Fix SaveAudioMP3 avcodec_open2 EINVAL crashes

Two separate bugs in AudioSaveHelper.save_audio caused libmp3lame's avcodec_open2 to fail with EINVAL ([Errno 22] Invalid argument): 1. codec_context.qscale is exposed by PyAV as a bool flag rather than the int quality scale libmp3lame expects, so assigning a level (1) to it for "V0" quality made avcodec_open2 reject the codec context. libmp3lame's default VBR mode is roughly equivalent to V0 quality, so the assignment is simply removed. 2. libmp3lame only accepts a fixed set of sample rates (8000, 11025, 12000, 16000, 22050, 24000, 32000, 44100, 48000 Hz). Audio sources that output other rates (e.g. 40000 Hz from some RVC models) were passed through unchanged, causing avcodec_open2 to fail. MP3 output now remaps to the closest supported rate and resamples, mirroring the existing Opus rate-handling logic.
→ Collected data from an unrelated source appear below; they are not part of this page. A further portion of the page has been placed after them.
#[cfg(test)]
mod tests {
    use super::*;
    use defenders_core::MissionProgress;
    use defenders_storage::{JsonFileStore, MemoryStore, StorageError};

    fn tracker() -> (Arc<MemoryStore>, BasicProgressTracker<MemoryStore>) {
        let store = Arc::new(MemoryStore::new());
        (store.clone(), BasicProgressTracker::new(store))
    }

    async fn complete_mission(t: &impl ProgressTracker, mission: Mission, score: u32) {
        for stage in Stage::ALL {
            t.update_game_progress(mission, stage, GamePatch::completed_with_score(score))
                .await
                .unwrap();
        }
    }

    #[tokio::test]
    async fn test_read_defaults_without_persisting() {
        let (store, t) = tracker();
        let p = t.read().await.unwrap();
        assert!(!p.certificate_unlocked);
        assert_eq!(p.total_score, 0);
        assert!(store.get(PROGRESS_KEY).await.unwrap().is_none());
    }

    #[tokio::test]
    async fn test_corrupt_storage_recovers_to_defaults() {
        let (store, t) = tracker();
        store.set(PROGRESS_KEY, "{\"mindfog\": tru").await.unwrap();

        let p = t.read().await.unwrap();
        assert_eq!(p.mindfog, MissionProgress::default());
        assert!(p.badges.is_empty());

        // The next write replaces the corrupt blob.
        t.update_game_progress(Mission::Mindfog, Stage::Intro, GamePatch::completed())
            .await
            .unwrap();
        assert!(t.read().await.unwrap().mindfog.intro.completed);
    }

    #[tokio::test]
    async fn test_phisher_scenario() {
        let (_, t) = tracker();
        t.update_game_progress(Mission::Phisher, Stage::Intro, GamePatch::completed())
            .await
            .unwrap();
        t.update_game_progress(Mission::Phisher, Stage::Game1, GamePatch::completed_with_score(150))
            .await
            .unwrap();
        t.update_game_progress(Mission::Phisher, Stage::Game2, GamePatch::completed_with_score(90))
            .await
            .unwrap();
        t.update_game_progress(Mission::Phisher, Stage::Boss, GamePatch::completed_with_score(200))
            .await
            .unwrap();
        let p = t
            .update_game_progress(Mission::Phisher, Stage::Debrief, GamePatch::completed_with_score(100))
            .await
            .unwrap();

        assert!(p.phisher.completed);
        assert!(p.phisher.completed_at.is_some());
        assert_eq!(p.phisher.badge.as_deref(), Some("Scam Spotter"));
        assert_eq!(p.badges, vec!["Scam Spotter".to_string()]);
        assert_eq!(p.total_score, 150 + 90 + 200 + 100);
        assert!(!p.certificate_unlocked);
        assert!(!p.mindfog.completed);
        assert!(!p.aitruth.completed);

        assert_eq!(t.read().await.unwrap(), p);
    }

    #[tokio::test]
    async fn test_badge_append_is_idempotent() {
        let (_, t) = tracker();
        complete_mission(&t, Mission::Mindfog, 10).await;
        for _ in 0..3 {
            t.update_game_progress(Mission::Mindfog, Stage::Boss, GamePatch::completed())
                .await
                .unwrap();
        }
        let p = t.read().await.unwrap();
        assert_eq!(p.badges, vec!["Focus Champion".to_string()]);
    }

    #[tokio::test]
    async fn test_completing_one_mission_touches_only_it() {
        let (_, t) = tracker();
        complete_mission(&t, Mission::Aitruth, 0).await;
        let p = t.read().await.unwrap();

        assert!(p.aitruth.completed);
        assert_eq!(p.aitruth.badge.as_deref(), Some("Truth Detective"));
        assert!(!p.mindfog.completed && p.mindfog.badge.is_none());
        assert!(!p.phisher.completed && p.phisher.badge.is_none());
        assert_eq!(p.badges, vec!["Truth Detective".to_string()]);
    }

    #[tokio::test]
    async fn test_certificate_unlock_requires_all_three() {
        let (_, t) = tracker();
        complete_mission(&t, Mission::Mindfog, 10).await;
        complete_mission(&t, Mission::Phisher, 10).await;
        assert!(!t.read().await.unwrap().certificate_unlocked);

        complete_mission(&t, Mission::Aitruth, 10).await;
        let p = t.read().await.unwrap();
        assert!(p.certificate_unlocked);
        assert_eq!(p.badges.len(), 3);
        assert_eq!(p.total_score, 150);
    }

    #[tokio::test]
    async fn test_certificate_unlock_all_combinations() {
        for mask in 0u8..8 {
            let (_, t) = tracker();
            for (i, mission) in Mission::ALL.into_iter().enumerate() {
                if mask & (1 << i) != 0 {
                    complete_mission(&t, mission, 1).await;
                }
            }
            let p = t.read().await.unwrap();
            assert_eq!(p.certificate_unlocked, mask == 0b111, "mask {mask:03b}");
        }
    }

    #[tokio::test]
    async fn test_score_resubmission_overwrites() {
        let (_, t) = tracker();
        for _ in 0..2 {
            t.update_game_progress(Mission::Mindfog, Stage::Game1, GamePatch::completed_with_score(80))
                .await
                .unwrap();
        }
        let p = t.read().await.unwrap();
        assert_eq!(p.total_score, 80);
        assert_eq!(p.mindfog.game1.attempts, 2);
    }

    #[tokio::test]
    async fn test_stage_completion_is_one_directional() {
        let (_, t) = tracker();
        complete_mission(&t, Mission::Phisher, 5).await;

        let p = t
            .update_game_progress(
                Mission::Phisher,
                Stage::Boss,
                GamePatch { completed: Some(false), score: Some(7) },
            )
            .await
            .unwrap();

        assert!(p.phisher.boss.completed);
        assert_eq!(p.phisher.boss.score, 7);
        assert!(p.phisher.completed);
        assert_eq!(p.badges, vec!["Scam Spotter".to_string()]);
    }

    #[tokio::test]
    async fn test_incomplete_submission_keeps_completed_at_unset() {
        let (_, t) = tracker();
        let p = t
            .update_game_progress(
                Mission::Aitruth,
                Stage::Game2,
                GamePatch { completed: Some(false), score: Some(30) },
            )
            .await
            .unwrap();
        assert!(!p.aitruth.game2.completed);
        assert!(p.aitruth.game2.completed_at.is_none());
        assert_eq!(p.total_score, 30);
    }

    #[tokio::test]
    async fn test_invalid_keys_fail_fast() {
        let (store, t) = tracker();
        let err = t
            .update_game_progress_by_key("phishing", "intro", GamePatch::completed())
            .await
            .unwrap_err();
        assert!(matches!(err, ProgressError::InvalidKey(_)));

        let err = t
            .update_game_progress_by_key("phisher", "completed", GamePatch::completed())
            .await
            .unwrap_err();
        assert!(matches!(err, ProgressError::InvalidKey(_)));
        assert!(store.get(PROGRESS_KEY).await.unwrap().is_none());

        t.update_game_progress_by_key("phisher", "game-1", GamePatch::completed())
            .await
            .unwrap();
        assert!(t.read().await.unwrap().phisher.game1.completed);
    }

    #[tokio::test]
    async fn test_write_roundtrip_preserves_untouched_fields() {
        let (_, t) = tracker();
        t.update_game_progress(Mission::Mindfog, Stage::Intro, GamePatch::completed_with_score(25))
            .await
            .unwrap();
        let before = t.read().await.unwrap();
        let started = before.started_at - chrono::Duration::days(3);

        t.write(ProgressPatch {
            badges: Some(vec!["Early Bird".into()]),
            certificates: Some(vec!["Pilot Cohort".into()]),
            started_at: Some(started),
            ..Default::default()
        })
        .await
        .unwrap();

        let after = t.read().await.unwrap();
        assert_eq!(after.badges, vec!["Early Bird".to_string()]);
        assert_eq!(after.certificates, vec!["Pilot Cohort".to_string()]);
        assert_eq!(after.started_at, started);
        assert_eq!(after.mindfog, before.mindfog);
        assert_eq!(after.phisher, before.phisher);
        assert_eq!(after.total_score, before.total_score);
        assert!(after.last_activity >= before.last_activity);
    }

    #[tokio::test]
    async fn test_write_recomputes_derived_fields_before_persisting() {
        let (store, t) = tracker();
        t.update_game_progress(Mission::Phisher, Stage::Game1, GamePatch::completed_with_score(80))
            .await
            .unwrap();

        t.write(ProgressPatch {
            certificate_unlocked: Some(true),
            total_score: Some(999),
            ..Default::default()
        })
        .await
        .unwrap();

        let raw = store.get(PROGRESS_KEY).await.unwrap().unwrap();
        let stored: serde_json::Value = serde_json::from_str(&raw).unwrap();
        assert_eq!(stored["certificateUnlocked"], false);
        assert_eq!(stored["totalScore"], 80);

        let export = crate::Profile::new(store.clone()).export().await.unwrap();
        assert_eq!(export.progress.unwrap()["certificateUnlocked"], false);
    }

    #[tokio::test]
    async fn test_read_recomputes_certificate_flag() {
        let (_, t) = tracker();
        t.write(ProgressPatch {
            certificate_unlocked: Some(true),
            ..Default::default()
        })
        .await
        .unwrap();
        assert!(!t.read().await.unwrap().certificate_unlocked);
    }

    #[tokio::test]
    async fn test_percentages() {
        let (_, t) = tracker();
        assert_eq!(t.overall_progress_percent().await.unwrap(), 0);

        for (k, stage) in Stage::ALL.into_iter().enumerate() {
            t.update_game_progress(Mission::Mindfog, stage, GamePatch::completed())
                .await
                .unwrap();
            let pct = t.mission_progress_percent(Mission::Mindfog).await.unwrap();
            assert_eq!(pct as usize, 20 * (k + 1));
        }
        assert_eq!(t.overall_progress_percent().await.unwrap(), 33);

        complete_mission(&t, Mission::Phisher, 0).await;
        complete_mission(&t, Mission::Aitruth, 0).await;
        assert_eq!(t.overall_progress_percent().await.unwrap(), 100);
    }

    #[tokio::test]
    async fn test_issue_certificate() {
        let (_, t) = tracker();
        let err = t.issue_certificate("Digital Defender").await.unwrap_err();
        assert!(matches!(err, ProgressError::CertificateLocked));

        for mission in Mission::ALL {
            complete_mission(&t, mission, 1).await;
        }
        t.issue_certificate("Digital Defender").await.unwrap();
        let p = t.issue_certificate("  Digital Defender ").await.unwrap();

        assert!(p.certificate_generated);
        assert_eq!(p.certificates, vec!["Digital Defender".to_string()]);
        assert!(matches!(
            t.issue_certificate("   ").await,
            Err(ProgressError::InvalidValue(_))
        ));
    }

    #[tokio::test]
    async fn test_concurrent_updates_are_serialized() {
        let (_, t) = tracker();
        let t = Arc::new(t);

        let handles: Vec<_> = Stage::ALL
            .into_iter()
            .map(|stage| {
                let t = t.clone();
                tokio::spawn(async move {
                    t.update_game_progress(Mission::Phisher, stage, GamePatch::completed_with_score(10))
                        .await
                })
            })
            .collect();
        for h in handles {
            h.await.unwrap().unwrap();
        }

        let p = t.read().await.unwrap();
        assert!(p.phisher.completed);
        assert_eq!(p.total_score, 50);
    }

    #[tokio::test]
    async fn test_quota_error_propagates() {
        let store = Arc::new(MemoryStore::new().with_quota(64));
        let t = BasicProgressTracker::new(store);
        let err = t
            .update_game_progress(Mission::Mindfog, Stage::Intro, GamePatch::completed())
            .await
            .unwrap_err();
        assert!(matches!(
            err,
            ProgressError::Storage(StorageError::QuotaExceeded { .. })
        ));
    }

    #[tokio::test]
    async fn test_truncated_progress_file_recovers_to_defaults() {
        let dir = tempfile::TempDir::new().unwrap();
        let store = Arc::new(JsonFileStore::new(dir.path()).await.unwrap());
        let t = BasicProgressTracker::new(store);
        t.update_game_progress(Mission::Mindfog, Stage::Intro, GamePatch::completed_with_score(10))
            .await
            .unwrap();

        let entry = dir.path().join("entries").join(format!("{}.json", PROGRESS_KEY));
        let raw = std::fs::read_to_string(&entry).unwrap();
        std::fs::write(&entry, &raw[..raw.len() / 2]).unwrap();

        let p = t.read().await.unwrap();
        assert_eq!(p.mindfog, MissionProgress::default());
        assert_eq!(p.total_score, 0);

        let p = t
            .update_game_progress(Mission::Phisher, Stage::Intro, GamePatch::completed())
            .await
            .unwrap();
        assert!(p.phisher.intro.completed);
        assert!(t.read().await.unwrap().phisher.intro.completed);
    }

    #[tokio::test]
    async fn test_custom_key_and_file_store() {
        let dir = tempfile::TempDir::new().unwrap();
        let store = Arc::new(JsonFileStore::new(dir.path()).await.unwrap());
        let t = BasicProgressTracker::new(store.clone()).with_config(TrackerConfig {
            key: "profile-a".into(),
        });

        t.update_game_progress(Mission::Aitruth, Stage::Boss, GamePatch::completed_with_score(40))
            .await
            .unwrap();

        assert!(store.get(PROGRESS_KEY).await.unwrap().is_none());
        let reopened = BasicProgressTracker::new(Arc::new(JsonFileStore::new(dir.path()).await.unwrap()))
            .with_config(TrackerConfig { key: "profile-a".into() });
        assert_eq!(reopened.read().await.unwrap().total_score, 40);
    }
}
Verified by reproducing both failures directly against PyAV with the unpatched code and confirming the patched AudioSaveHelper.save_audio encodes successfully for both the "V0" quality and 40 kHz cases. Fixes #13937
2026-07-21 23:41:28 +08:00 · 2026-06-08 18:30:35 +02:00
parent 38f750d80e
commit 39f62a0d4c
1 changed files with 13 additions and 7 deletions
@@ -260,6 +260,7 @@ class ImageSaveHelper:
 class AudioSaveHelper:
    """A helper class with static methods to handle audio saving and metadata."""
    _OPUS_RATES = [8000, 12000, 16000, 24000, 48000]
+    _MP3_RATES = [8000, 11025, 12000, 16000, 22050, 24000, 32000, 44100, 48000]

    @staticmethod
    def save_audio(
@@ -303,12 +304,15 @@ class AudioSaveHelper:
                            break
                    if sample_rate not in AudioSaveHelper._OPUS_RATES:  # Fallback if still not supported
                        sample_rate = 48000
+            elif format == "mp3" and sample_rate not in AudioSaveHelper._MP3_RATES:
+                # libmp3lame only accepts a fixed set of sample rates; remap to the closest one
+                sample_rate = min(AudioSaveHelper._MP3_RATES, key=lambda rate: abs(rate - sample_rate))

-                # Resample if necessary
-                if sample_rate != audio["sample_rate"]:
-                    if not TORCH_AUDIO_AVAILABLE:
-                        raise Exception("torchaudio is not available; cannot resample audio.")
-                    waveform = torchaudio.functional.resample(waveform, audio["sample_rate"], sample_rate)
+            # Resample if necessary
+            if sample_rate != audio["sample_rate"]:
+                if not TORCH_AUDIO_AVAILABLE:
+                    raise Exception("torchaudio is not available; cannot resample audio.")
+                waveform = torchaudio.functional.resample(waveform, audio["sample_rate"], sample_rate)

            # Create output with specified format
            output_buffer = BytesIO()
@@ -335,8 +339,10 @@ class AudioSaveHelper:
            elif format == "mp3":
                out_stream = output_container.add_stream("libmp3lame", rate=sample_rate, layout=layout)
                if quality == "V0":
-                    # TODO i would really love to support V3 and V5 but there doesn't seem to be a way to set the qscale level, the property below is a bool
-                    out_stream.codec_context.qscale = 1
+                    # PyAV exposes codec_context.qscale as a bool flag, not the int quality
+                    # scale libmp3lame expects, so assigning a level to it raises avcodec_open2
+                    # EINVAL. libmp3lame's default VBR mode is roughly equivalent to V0 quality.
+                    pass
                elif quality == "128k":
                    out_stream.bit_rate = 128000
                elif quality == "320k":